MLS Expanding Expansion Talks With Sacramento Bid
Source: Sacramento Business Journal, Ben van der Meer
Photo: Looking southwest, this rendering shows a planned soccer stadium against a developed Railyards area, with downtown Sacramento and West Sacramento farther in the background. (HNTB)
Sacramento again appears to be on the precipice of joining Major League Soccer with an expansion team.
MLS announced Thursday the league would expand to 30 teams, and requested formal presentations by bids from Sacramento and St. Louis toward that end.
The announcement, stemming from the league’s Board of Governors meeting Thursday in Los Angeles, specified the league has not formally awarded expansion teams to either city, however.
“Expansion during the last 15 years has been enormously successful and a key driver behind the league’s continued rise, and we are pleased that some of the top business and community leaders representing great markets in North America are aggressively pursuing MLS expansion clubs,” MLS Commissioner Don Garber said in the league announcement.

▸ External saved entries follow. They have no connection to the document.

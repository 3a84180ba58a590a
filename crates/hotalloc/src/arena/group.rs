//! Arena group: a shared recycler for released chunks.
//!
//! Chunks are binned by size class so repeated arena create/grow/release
//! cycles stop hitting the chunk source. One mutex guards all bins;
//! acquire/release are rare next to bump allocation, so contention here is
//! acceptable.

use crate::arena::chunk::{os_alloc_chunk, os_free_chunk, ArenaChunk};
use core::sync::atomic::{AtomicU64, Ordering};
use parking_lot::Mutex;

const BIN_COUNT: usize = 6;

/// Bin size classes: 64 KiB, 256 KiB, 1 MiB, 4 MiB, 16 MiB, 64 MiB.
const BIN_BYTES: [usize; BIN_COUNT] = [
    64 * 1024,
    256 * 1024,
    1024 * 1024,
    4 * 1024 * 1024,
    16 * 1024 * 1024,
    64 * 1024 * 1024,
];

/// Smallest bin whose class size covers `bytes`; oversized chunks land in
/// the last bin.
fn bin_index(bytes: usize) -> usize {
    BIN_BYTES
        .iter()
        .position(|&b| b >= bytes)
        .unwrap_or(BIN_COUNT - 1)
}

/// Counter snapshot for the recycler.
#[derive(Debug, Clone, Copy, Default)]
pub struct GroupStats {
    pub acquires: u64,
    pub releases: u64,
    /// Acquires satisfied from a bin instead of the chunk source.
    pub reuse_hits: u64,
}

pub struct ArenaGroup {
    bins: Mutex<[Vec<ArenaChunk>; BIN_COUNT]>,
    acquires: AtomicU64,
    releases: AtomicU64,
    reuse_hits: AtomicU64,
}

impl Default for ArenaGroup {
    fn default() -> Self {
        Self::new()
    }
}

impl ArenaGroup {
    pub fn new() -> Self {
        ArenaGroup {
            bins: Mutex::new(core::array::from_fn(|_| Vec::new())),
            acquires: AtomicU64::new(0),
            releases: AtomicU64::new(0),
            reuse_hits: AtomicU64::new(0),
        }
    }

    /// Hand out a chunk of at least `min_bytes` usable bytes, reusing a
    /// cached one when the matching bin is non-empty.
    pub fn acquire(&self, min_bytes: usize, guards: bool, prefer_huge: bool) -> ArenaChunk {
        self.acquires.fetch_add(1, Ordering::Relaxed);
        let idx = bin_index(min_bytes);

        if let Some(mut chunk) = self.bins.lock()[idx].pop() {
            self.reuse_hits.fetch_add(1, Ordering::Relaxed);
            tracing::trace!(target: "hotalloc::group", bin = idx, size = chunk.size, "chunk reused");
            chunk.offset = 0;
            return chunk;
        }

        let want = min_bytes.max(BIN_BYTES[idx]);
        tracing::debug!(target: "hotalloc::group", bin = idx, want, "bin empty, mapping chunk");
        os_alloc_chunk(want, guards, prefer_huge)
    }

    /// Return a chunk into the bin matching its actual size.
    pub fn release(&self, mut chunk: ArenaChunk) {
        if chunk.base.is_null() || chunk.size == 0 {
            return;
        }
        self.releases.fetch_add(1, Ordering::Relaxed);
        chunk.offset = 0;
        let idx = bin_index(chunk.size);
        self.bins.lock()[idx].push(chunk);
    }

    pub fn stats(&self) -> GroupStats {
        GroupStats {
            acquires: self.acquires.load(Ordering::Relaxed),
            releases: self.releases.load(Ordering::Relaxed),
            reuse_hits: self.reuse_hits.load(Ordering::Relaxed),
        }
    }

    /// Number of chunks currently cached across all bins.
    pub fn cached_chunks(&self) -> usize {
        self.bins.lock().iter().map(Vec::len).sum()
    }
}

impl Drop for ArenaGroup {
    fn drop(&mut self) {
        for bin in self.bins.get_mut().iter_mut() {
            for chunk in bin.iter_mut() {
                os_free_chunk(chunk);
            }
            bin.clear();
        }
    }
}

#[cfg(test)]
mod tests {
    use super::*;

    #[test]
    fn bin_index_picks_smallest_covering_class() {
        assert_eq!(bin_index(1), 0);
        assert_eq!(bin_index(64 * 1024), 0);
        assert_eq!(bin_index(64 * 1024 + 1), 1);
        assert_eq!(bin_index(1024 * 1024), 2);
        assert_eq!(bin_index(usize::MAX), BIN_COUNT - 1);
    }

    #[test]
    fn acquire_after_release_reuses_chunk() {
        let group = ArenaGroup::new();
        let c1 = group.acquire(64 * 1024, false, false);
        assert!(c1.size >= 64 * 1024);
        group.release(c1);
        assert_eq!(group.cached_chunks(), 1);

        // Smaller request maps to the same bin and reuses the cached chunk.
        let c2 = group.acquire(32 * 1024, false, false);
        assert!(c2.size >= 32 * 1024);
        assert_eq!(group.cached_chunks(), 0);
        assert_eq!(group.stats().reuse_hits, 1);
        group.release(c2);
    }
}
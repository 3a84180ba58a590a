//! Bump arena over a growing list of chunks.
//!
//! Allocation advances a cursor inside the current chunk; freeing happens
//! in bulk via [`ArenaAllocator::reset`] (rewind, keep storage) or
//! [`ArenaAllocator::release`] (return chunks to the group or the OS).
//! Every block is preceded by a header recording size, alignment and canary
//! lengths, so [`ArenaAllocator::scan_corruption`] can walk a chunk and
//! check redzones offline.

pub mod chunk;
pub mod group;
pub mod journal;

pub use chunk::{os_alloc_chunk, os_free_chunk, ArenaChunk};
pub use group::{ArenaGroup, GroupStats};
pub use journal::JournalEntry;

use crate::util::{
    abort_with_message, align_up, BLOCK_MAGIC, DEFAULT_CANARY_BYTE, MIN_ALIGN, MIN_CHUNK_BYTES,
};
use core::ptr::NonNull;
use journal::JournalRing;
use std::sync::Arc;

#[derive(Debug, Clone)]
pub struct ArenaOptions {
    /// Size of the first chunk and the growth floor.
    pub initial_chunk_size: usize,
    /// Next chunk size multiplier; values <= 1.0 fall back to 2.0.
    pub growth_factor: f64,
    /// Cap on any single chunk.
    pub max_chunk_size: usize,

    /// Bracket each chunk with inaccessible pages.
    pub guard_pages: bool,
    /// Ask the kernel for transparent huge pages.
    pub prefer_huge: bool,

    /// Write canary redzones around every payload.
    pub use_canaries: bool,
    /// Redzone length in bytes before and after the payload.
    pub canary_size: usize,
    pub canary_byte: u8,

    /// Record allocations of at least `journal_threshold_bytes` into a
    /// fixed ring for offline inspection.
    pub journaling: bool,
    pub journal_threshold_bytes: usize,
}

impl Default for ArenaOptions {
    fn default() -> Self {
        ArenaOptions {
            initial_chunk_size: 1 << 20,
            growth_factor: 2.0,
            max_chunk_size: 1 << 26,
            guard_pages: false,
            prefer_huge: false,
            use_canaries: false,
            canary_size: 0,
            canary_byte: DEFAULT_CANARY_BYTE,
            journaling: false,
            journal_threshold_bytes: 0,
        }
    }
}

/// Per-block bookkeeping written immediately before each allocation.
#[repr(C)]
struct BlockHeader {
    magic: u32,
    _reserved: u32,
    payload_size: usize,
    alignment: usize,
    pre_canary: usize,
    post_canary: usize,
}

/// Header slot size: the header itself, kept at max natural alignment.
const HEADER_BYTES: usize = align_up(core::mem::size_of::<BlockHeader>(), MIN_ALIGN);

/// Result of a corruption scan over all live blocks.
#[derive(Debug, Clone, Copy, Default)]
pub struct ArenaScanReport {
    pub chunks_scanned: usize,
    pub blocks_scanned: usize,
    pub magic_mismatches: usize,
    pub canary_violations: usize,
}

impl ArenaScanReport {
    pub fn is_ok(&self) -> bool {
        self.magic_mismatches == 0 && self.canary_violations == 0
    }
}

pub struct ArenaAllocator {
    opts: ArenaOptions,
    chunks: Vec<ArenaChunk>,
    next_chunk_bytes: usize,
    total_bytes: usize,
    group: Option<Arc<ArenaGroup>>,
    journal: JournalRing,
}

// Single-owner: an arena may move between threads but is never shared.
unsafe impl Send for ArenaAllocator {}

impl ArenaAllocator {
    pub fn new(opts: ArenaOptions) -> Self {
        let mut arena = ArenaAllocator {
            next_chunk_bytes: opts.initial_chunk_size.max(MIN_CHUNK_BYTES),
            opts,
            chunks: Vec::new(),
            total_bytes: 0,
            group: None,
            journal: JournalRing::new(),
        };
        let first = arena.new_chunk(0);
        arena.chunks.push(first);
        arena
    }

    /// Route future chunk acquisition and release through a shared recycler.
    pub fn attach_group(&mut self, group: Arc<ArenaGroup>) {
        self.group = Some(group);
    }

    pub fn options(&self) -> &ArenaOptions {
        &self.opts
    }

    pub fn chunk_count(&self) -> usize {
        self.chunks.len()
    }

    /// Bytes still available in the current carve chunk.
    pub fn bytes_remaining(&self) -> usize {
        self.chunks.last().map_or(0, ArenaChunk::bytes_remaining)
    }

    /// Payload bytes served since construction or the last reset.
    pub fn total_allocated(&self) -> usize {
        self.total_bytes
    }

    /// Bump-allocate `bytes` aligned to `alignment`.
    ///
    /// Zero bytes are treated as one so every allocation has a distinct
    /// address. Alignment is raised to at least the platform maximum
    /// natural alignment and rounded up to a power of two. The returned
    /// pointer stays valid until `reset` or `release`.
    pub fn allocate(&mut self, bytes: usize, alignment: usize) -> NonNull<u8> {
        let bytes = bytes.max(1);
        let alignment = Self::normalize_align(alignment);

        if let Some(last) = self.chunks.last_mut() {
            if let Some(ptr) = Self::try_alloc_from_chunk(&self.opts, last, bytes, alignment) {
                self.total_bytes += bytes;
                self.maybe_journal(bytes, alignment);
                // Carve guarantees a non-null interior pointer.
                return unsafe { NonNull::new_unchecked(ptr) };
            }
        }
        self.allocate_slow(bytes, alignment)
    }

    /// Allocate storage for a `T` and move `value` into it.
    ///
    /// The arena never runs destructors; `value` is dropped only if the
    /// caller later invokes `drop_in_place` themselves.
    pub fn construct<T>(&mut self, value: T) -> NonNull<T> {
        let raw = self
            .allocate(core::mem::size_of::<T>(), core::mem::align_of::<T>())
            .cast::<T>();
        unsafe {
            raw.as_ptr().write(value);
        }
        raw
    }

    /// Rewind every chunk's cursor to zero, keeping the storage.
    pub fn reset(&mut self) {
        for c in &mut self.chunks {
            c.offset = 0;
        }
        self.total_bytes = 0;
        // Journal is left intact across resets.
    }

    /// Return all chunks to the attached group (or the OS) and restore the
    /// growth schedule to its initial state.
    pub fn release(&mut self) {
        if let Some(group) = &self.group {
            for chunk in self.chunks.drain(..) {
                group.release(chunk);
            }
        } else {
            for mut chunk in self.chunks.drain(..) {
                os_free_chunk(&mut chunk);
            }
        }
        self.total_bytes = 0;
        self.next_chunk_bytes = self.opts.initial_chunk_size.max(MIN_CHUNK_BYTES);
    }

    /// Snapshot of the allocation journal, oldest entry first.
    pub fn journal_snapshot(&self) -> Vec<JournalEntry> {
        self.journal.snapshot()
    }

    /// Walk every block header in every chunk, validating magic tags and
    /// canary redzones. The arena never checks canaries on its own (it
    /// frees nothing individually); this is the offline scanning hook.
    pub fn scan_corruption(&self) -> ArenaScanReport {
        let mut report = ArenaScanReport::default();
        for c in &self.chunks {
            report.chunks_scanned += 1;
            self.scan_chunk(c, &mut report);
        }
        if !report.is_ok() {
            tracing::warn!(
                target: "hotalloc::arena",
                magic_mismatches = report.magic_mismatches,
                canary_violations = report.canary_violations,
                "corruption scan found damaged blocks"
            );
        }
        report
    }

    fn scan_chunk(&self, c: &ArenaChunk, report: &mut ArenaScanReport) {
        let base = c.base as usize;
        let end = base + c.offset;
        // Mirror the carve layout on absolute addresses so alignments
        // larger than the chunk base alignment walk identically.
        let mut cur = base;
        while cur < end {
            let hdr_addr = align_up(cur, MIN_ALIGN);
            if hdr_addr + HEADER_BYTES > end {
                break;
            }
            let hdr = unsafe { &*(hdr_addr as *const BlockHeader) };
            if hdr.magic != BLOCK_MAGIC {
                report.magic_mismatches += 1;
                // The walk cannot continue past a damaged header.
                break;
            }
            report.blocks_scanned += 1;

            let user = align_up(hdr_addr + HEADER_BYTES + hdr.pre_canary, hdr.alignment.max(1));
            let pre_start = (user - hdr.pre_canary) as *const u8;
            let post_start = (user + hdr.payload_size) as *const u8;
            unsafe {
                for i in 0..hdr.pre_canary {
                    if pre_start.add(i).read() != self.opts.canary_byte {
                        report.canary_violations += 1;
                        break;
                    }
                }
                for i in 0..hdr.post_canary {
                    if post_start.add(i).read() != self.opts.canary_byte {
                        report.canary_violations += 1;
                        break;
                    }
                }
            }
            cur = user + hdr.payload_size + hdr.post_canary;
        }
    }

    // ---- private ----

    fn normalize_align(alignment: usize) -> usize {
        let a = alignment.max(MIN_ALIGN);
        if a.is_power_of_two() {
            a
        } else {
            a.next_power_of_two()
        }
    }

    /// Carve one block out of `c`. Layout within the chunk:
    /// `[header @16] [pre canary] [align slack] [payload @alignment] [post canary]`.
    fn try_alloc_from_chunk(
        opts: &ArenaOptions,
        c: &mut ArenaChunk,
        user_size: usize,
        alignment: usize,
    ) -> Option<*mut u8> {
        let base = c.base as usize;
        let cur = base + c.offset;

        let hdr_addr = align_up(cur, MIN_ALIGN);
        let hdr_end = hdr_addr + HEADER_BYTES;

        let pre = if opts.use_canaries { opts.canary_size } else { 0 };
        let post = if opts.use_canaries { opts.canary_size } else { 0 };

        let user_addr = align_up(hdr_end + pre, alignment);
        let end = user_addr + user_size + post;
        if end > base + c.size {
            return None;
        }

        unsafe {
            let hdr = hdr_addr as *mut BlockHeader;
            hdr.write(BlockHeader {
                magic: BLOCK_MAGIC,
                _reserved: 0,
                payload_size: user_size,
                alignment,
                pre_canary: pre,
                post_canary: post,
            });

            let user = user_addr as *mut u8;
            if pre > 0 {
                core::ptr::write_bytes(user.sub(pre), opts.canary_byte, pre);
            }
            if post > 0 {
                core::ptr::write_bytes(user.add(user_size), opts.canary_byte, post);
            }

            c.offset = end - base;
            Some(user)
        }
    }

    #[cold]
    fn allocate_slow(&mut self, size: usize, alignment: usize) -> NonNull<u8> {
        // Worst case within a fresh chunk: header slot, pre canary,
        // alignment slack, payload, post canary.
        let canary = if self.opts.use_canaries {
            self.opts.canary_size
        } else {
            0
        };
        let worst = HEADER_BYTES + canary + alignment + size + canary;

        let floor = self.opts.initial_chunk_size.max(worst);
        let ceil = self.opts.max_chunk_size.max(floor);
        let want = self.next_chunk_bytes.max(worst).clamp(floor, ceil);

        tracing::debug!(
            target: "hotalloc::arena",
            want,
            chunks = self.chunks.len(),
            "growing arena"
        );
        let fresh = self.new_chunk(want);
        self.chunks.push(fresh);

        // Advance the growth schedule for next time.
        let g = if self.opts.growth_factor > 1.0 {
            self.opts.growth_factor
        } else {
            2.0
        };
        let next = ((want as f64) * g) as usize;
        self.next_chunk_bytes = next.clamp(floor, ceil).max(worst);

        let last = self.chunks.last_mut().unwrap();
        if let Some(ptr) = Self::try_alloc_from_chunk(&self.opts, last, size, alignment) {
            self.total_bytes += size;
            self.maybe_journal(size, alignment);
            return unsafe { NonNull::new_unchecked(ptr) };
        }

        // Pathological alignment + size: an exact-fit chunk must succeed.
        let exact = self.new_chunk(worst);
        self.chunks.push(exact);
        let last = self.chunks.last_mut().unwrap();
        match Self::try_alloc_from_chunk(&self.opts, last, size, alignment) {
            Some(ptr) => {
                self.total_bytes += size;
                self.maybe_journal(size, alignment);
                unsafe { NonNull::new_unchecked(ptr) }
            }
            None => abort_with_message("arena could not satisfy allocation from exact-fit chunk"),
        }
    }

    fn new_chunk(&mut self, min_bytes: usize) -> ArenaChunk {
        let want = min_bytes.max(self.next_chunk_bytes.max(MIN_CHUNK_BYTES));
        match &self.group {
            Some(group) => group.acquire(want, self.opts.guard_pages, self.opts.prefer_huge),
            None => os_alloc_chunk(want, self.opts.guard_pages, self.opts.prefer_huge),
        }
    }

    fn maybe_journal(&mut self, size: usize, alignment: usize) {
        if !self.opts.journaling || size < self.opts.journal_threshold_bytes {
            return;
        }
        self.journal.record(size, alignment);
    }
}

impl Drop for ArenaAllocator {
    fn drop(&mut self) {
        self.release();
    }
}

In a statement issued by local bid group Sacramento Soccer & Entertainment Holdings LLC, the group welcomed the news.
“Today is a monumental step in the process and we are closer than ever to reaching our goal of bringing Major League Soccer to Sacramento,” the statement reads. “There isn’t a better fit for MLS than our city, and today’s announcement is a testament to the strength of Sacramento’s bid and most importantly, to the faith and devotion of Republic FC fans.”
Both city leaders and SSEH representatives have expressed strong confidence about getting the MLS nod in recent weeks, particularly after the City Council approved a new term sheet for a stadium in the Railyards development. Also, the local bid got a boost early in the year when billionaire Ron Burkle and business partner Matt Alvarez joined the ownership group. That shored up a league concern about not enough money being behind the Sacramento bid.
Sacramento Mayor Darrell Steinberg, speaking at city hall after news broke, said he was overjoyed.
“This will be a victory that’s well earned by the community,” he said, noting MLS has passed over Sacramento before in picking new expansion cities. “There were a lot of moments on this journey, even since I became mayor two years ago, where it would’ve been easy to just walk away. We stuck with it.”
In addition to the formal presentations before the expansion committee, Garber will advance discussions with Sacramento and St. Louis’ expansion groups about their bids to join the league, according to the announcement. Steinberg said he’d heard the league wants to finalize its decision by July 31, but he wasn’t concerned about another wrinkle emerging to sideline Sacramento’s chances.
“This is the way major transactions go,” he said. “I expect there’s going to be a lot of details to go through before they make a major announcement.”
The league also set an expansion fee of $200 million for both the 28th and 29th teams to join the league, which currently has 27 teams playing or planned to begin play in upcoming years. That would mean Sacramento’s bid, if it’s one of those clubs, would be committed to nearly $500 million in startup costs, between the expansion fee, stadium construction and other operations.
A 30th team would pay an undetermined expansion fee. Though no specific cities are named as possible contenders for that slot, Detroit, Phoenix, San Antonio, San Diego and others have expressed strong interest in the past.